A sample of 2000 selfies was collected from the photo-sharing media application Instagram. This figure was chosen based on Sedgewick and collaborators [28]’s sample of 962 selfies and an average effect size from their analysis was 0.44. We doubled this figure considering that whilst Sedgewick at al had independent selfies our sample was made by 10 selfies from the same users. Specifically, the selfies were garnered by a research assistant by searching with the #selfie hashtag on the application and recording the first 10 selfies from each of 100 male and 100 female users that had posted at least 10 selfies in their profile pages. The users’ sex was determined by their first names as returned by the search engine. To test for the consistency of the camera angle, our sample included only selfie takers with at least 10 selfies. Selfies were defined as individual photographic self-portraits by the user, taken by a smartphone camera at arm’s length. Thus, we discarded all self-portraits which included other individuals (sometimes called groupies, wefies, or usies) as well as photographic portraits that could not be selfies based on their content (for instance, if both hands of the sitter were visible in the picture). Similarly, we discarded selfies taken by capturing one’s image in front of a mirror, as these have clearly different constraints on composition than standard selfies taken by looking at oneself in the smartphone preview screen.

Ethics

User ID’s and posting dates were recorded temporarily for the sole purpose of giving each selfie a unique identifier and then discarded. In adherence with the Instagram terms and conditions, which prevents the distribution of user images without credit and consent, the selfies were stored privately and anonymously, they were analysed for the sole purpose of the current study and were not distributed or shared for any other purpose. The study was performed in accordance with the ethical standards of the Code of Ethical Principles for Medical Research Involving Human Subjects of the World Medical Association (Declaration of Helsinki), with the ethical standards of the Italian Board of Psychologists (see http:// www.psy.it/codice_deontologico.html), as well as the Ethical Code for Psychological Research of the Italian Psychological Society (see http://www.aipass.org/node/26). The study was approved by the Sheffield Hallam university ethics panel (nr. E25008132/2019).
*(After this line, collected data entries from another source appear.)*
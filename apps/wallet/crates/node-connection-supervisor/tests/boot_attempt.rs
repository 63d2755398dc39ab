//! End-to-end behavior of one boot attempt: status ticks, settlement,
//! failure classification, and the diagnostic trail left in the sink.

use async_trait::async_trait;
use node_connection_supervisor::{
    BootScreen, ConnectionFailure, ConnectionState, ConnectionSupervisor, NodeConnector,
    StatusReporter,
};
use observability::{LogKind, LogPayload, LogSink};
use serde_json::json;
use std::time::Duration;

/// Connector whose progress and outcome are fixed up front.
struct Script {
    ticks: Vec<&'static str>,
    rejection: Option<Option<&'static str>>,
}

impl Script {
    fn resolves(ticks: Vec<&'static str>) -> Self {
        Self {
            ticks,
            rejection: None,
        }
    }

    fn rejects(ticks: Vec<&'static str>, reason: Option<&'static str>) -> Self {
        Self {
            ticks,
            rejection: Some(reason),
        }
    }
}

#[async_trait]
impl NodeConnector for Script {
    async fn connect(&self, _server: &str, status: StatusReporter) -> Result<(), ConnectionFailure> {
        for tick in &self.ticks {
            status.report(*tick);
            tokio::time::sleep(Duration::from_millis(1)).await;
        }
        match self.rejection {
            None => Ok(()),
            Some(reason) => Err(ConnectionFailure::from_rejection(reason)),
        }
    }
}

async fn run(server: &str, script: Script) -> (ConnectionSupervisor, LogSink, Vec<String>) {
    let sink = LogSink::default();
    let supervisor = ConnectionSupervisor::new("en", sink.clone());
    let mut ticks = Vec::new();
    let _ = supervisor
        .begin_attempt(server, &script, |s| ticks.push(s.to_string()))
        .await;
    (supervisor, sink, ticks)
}

fn assert_terminal_invariants(state: &ConnectionState) {
    assert!(state.is_terminal());
    assert!(!(state.connected && state.api_error));
    if state.sync_error.is_some() {
        assert!(state.api_error);
    }
}

#[tokio::test]
async fn successful_boot_keeps_last_status() {
    let (supervisor, _, ticks) =
        run("node1.example.com", Script::resolves(vec!["fetching state"])).await;

    let state = supervisor.state();
    assert_terminal_invariants(&state);
    assert!(state.connected);
    assert!(!state.api_error);
    assert_eq!(state.sync_error, None);
    assert_eq!(state.status, "fetching state");
    assert_eq!(ticks, vec!["fetching state"]);
}

#[tokio::test]
async fn chain_sync_rejection_with_empty_server() {
    let (supervisor, sink, _) = run(
        "",
        Script::rejects(vec![], Some("ChainStore sync error: bad block")),
    )
    .await;

    let state = supervisor.state();
    assert_terminal_invariants(&state);
    assert!(!state.connected);
    assert!(state.api_error);
    assert_eq!(state.sync_error, Some(true));
    assert_eq!(supervisor.screen(), BootScreen::SyncError);

    let errors: Vec<_> = sink
        .snapshot()
        .entries
        .into_iter()
        .filter(|e| e.kind == LogKind::Error)
        .collect();
    assert_eq!(errors.len(), 1);
    assert_eq!(
        errors[0].payload,
        LogPayload::Args(vec![
            json!("node connection attempt failed:"),
            json!({
                "server": "",
                "failure": "chain-sync-mismatch",
                "reason": "ChainStore sync error: bad block",
                "syncError": true,
            }),
        ])
    );
}

#[tokio::test]
async fn refused_connection_is_not_a_sync_error() {
    let (supervisor, _, _) = run("node2", Script::rejects(vec![], Some("ECONNREFUSED"))).await;

    let state = supervisor.state();
    assert_terminal_invariants(&state);
    assert!(!state.connected);
    assert!(state.api_error);
    assert_eq!(state.sync_error, Some(false));
    assert_eq!(supervisor.screen(), BootScreen::InitError);
}

#[tokio::test]
async fn rejection_without_reason_is_unknown() {
    for reason in [None, Some("")] {
        let (supervisor, sink, _) = run("node3", Script::rejects(vec![], reason)).await;

        let state = supervisor.state();
        assert_terminal_invariants(&state);
        assert!(state.api_error);
        assert_eq!(state.sync_error, None);
        assert!(sink.snapshot().to_json().contains("\"unknown\""));
    }
}

#[tokio::test]
async fn sink_exports_records_in_call_order() {
    let sink = LogSink::default();
    sink.record(LogKind::Log, LogPayload::Args(vec![json!("a")]));
    sink.record(LogKind::Error, LogPayload::Args(vec![json!("b")]));
    sink.record(LogKind::Warn, LogPayload::Args(vec![json!("c")]));

    let entries = sink.export().await.entries;
    let kinds: Vec<LogKind> = entries.iter().map(|e| e.kind).collect();
    assert_eq!(kinds, vec![LogKind::Log, LogKind::Error, LogKind::Warn]);
    assert!(entries.windows(2).all(|w| w[0].sequence < w[1].sequence));
}

#[tokio::test]
async fn watchers_never_see_status_go_backwards() {
    let sink = LogSink::default();
    let supervisor = ConnectionSupervisor::new("en", sink);
    let mut rx = supervisor.subscribe();

    let observer = tokio::spawn(async move {
        let mut seen = Vec::new();
        while rx.changed().await.is_ok() {
            let state = rx.borrow_and_update().clone();
            if seen.last() != Some(&state.status) {
                seen.push(state.status.clone());
            }
            if state.is_terminal() {
                break;
            }
        }
        seen
    });

    let script = Script::rejects(vec!["s1", "s2", "s3"], Some("ECONNREFUSED"));
    let _ = supervisor.begin_attempt("node", &script, |_| {}).await;

    let seen = observer.await.unwrap();
    let order: Vec<usize> = ["s1", "s2", "s3"]
        .iter()
        .filter_map(|s| seen.iter().position(|x| x == s))
        .collect();
    assert!(order.windows(2).all(|w| w[0] < w[1]));
    assert_eq!(seen.last().map(String::as_str), Some("s3"));
    assert_eq!(supervisor.state().status, "s3");
}

#[tokio::test]
async fn terminal_state_survives_reports_from_a_lingering_connector() {
    /// Hands a clone of its reporter back to the test, then fails.
    struct Lingering {
        reporter: std::sync::Mutex<Option<StatusReporter>>,
    }

    #[async_trait]
    impl NodeConnector for Lingering {
        async fn connect(
            &self,
            _server: &str,
            status: StatusReporter,
        ) -> Result<(), ConnectionFailure> {
            *self.reporter.lock().unwrap() = Some(status.clone());
            Err(ConnectionFailure::from_message("ECONNRESET"))
        }
    }

    let connector = Lingering {
        reporter: std::sync::Mutex::new(None),
    };
    let supervisor = ConnectionSupervisor::new("en", LogSink::default());
    let mut ticks = Vec::new();
    let _ = supervisor
        .begin_attempt("node", &connector, |s| ticks.push(s.to_string()))
        .await;
    let settled = supervisor.state();

    let late = connector.reporter.lock().unwrap().take().unwrap();
    let reported = tokio::spawn(async move {
        tokio::time::sleep(Duration::from_millis(10)).await;
        let closed = late.is_closed();
        late.report("after settlement");
        closed
    });
    assert!(reported.await.unwrap());

    tokio::time::sleep(Duration::from_millis(20)).await;
    assert_eq!(supervisor.state(), settled);
    assert!(ticks.is_empty());
    assert_terminal_invariants(&settled);
}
Database and dependent variable

A database of 2000 cases was constructed by collating the selfie data for each of the 10 images per taker. For each selfie, we recorded: a unique number identifying the user, a number from 1 to 10 identifying the selfie, the gender of the user as apparent from the photograph (only two gender categories were recorded as we did not find selfies that suggested androgynous or genderqueer individuals), and our dependent variable which was a trichotomous, mutually exclusive classification of the vertical camera angle suggested by the selfie in question: “camera above”, “camera below”, and “camera frontal”. Each selfie was classified as belonging to one of the three categories by three independent raters. For the large majority of the selfies the rating was straightforward, and all raters entered the same response; that is, there was an almost perfect overlap among raters. However, for 16 selfies (0.8%) the classification differed in at least one rater. These inconsistencies were resolved by retrieving the relevant images and by drawing three horizontal lines across the face, one through the bottom of the face, one through the eyes, and one at the top of the forehead. The orientation of the pose in relation to the position of the camera was then determined by comparing the horizontal extents between these lines. For example, if the distance between the lines on the forehead and on the eyes was larger than that between the lines on the eyes and the bottom of the face, the selfie was classified as taken from above eye level.

Results

Intra-Individual consistency

Table 1 presents the frequencies of rated vertical camera angles for male and female selfies for each selfie. The table documents an overabundance of female selfies classified as “camera above”, and of male selfies classified as “camera frontal”, whereas both females and males equally tended to avoid taking selfies from below.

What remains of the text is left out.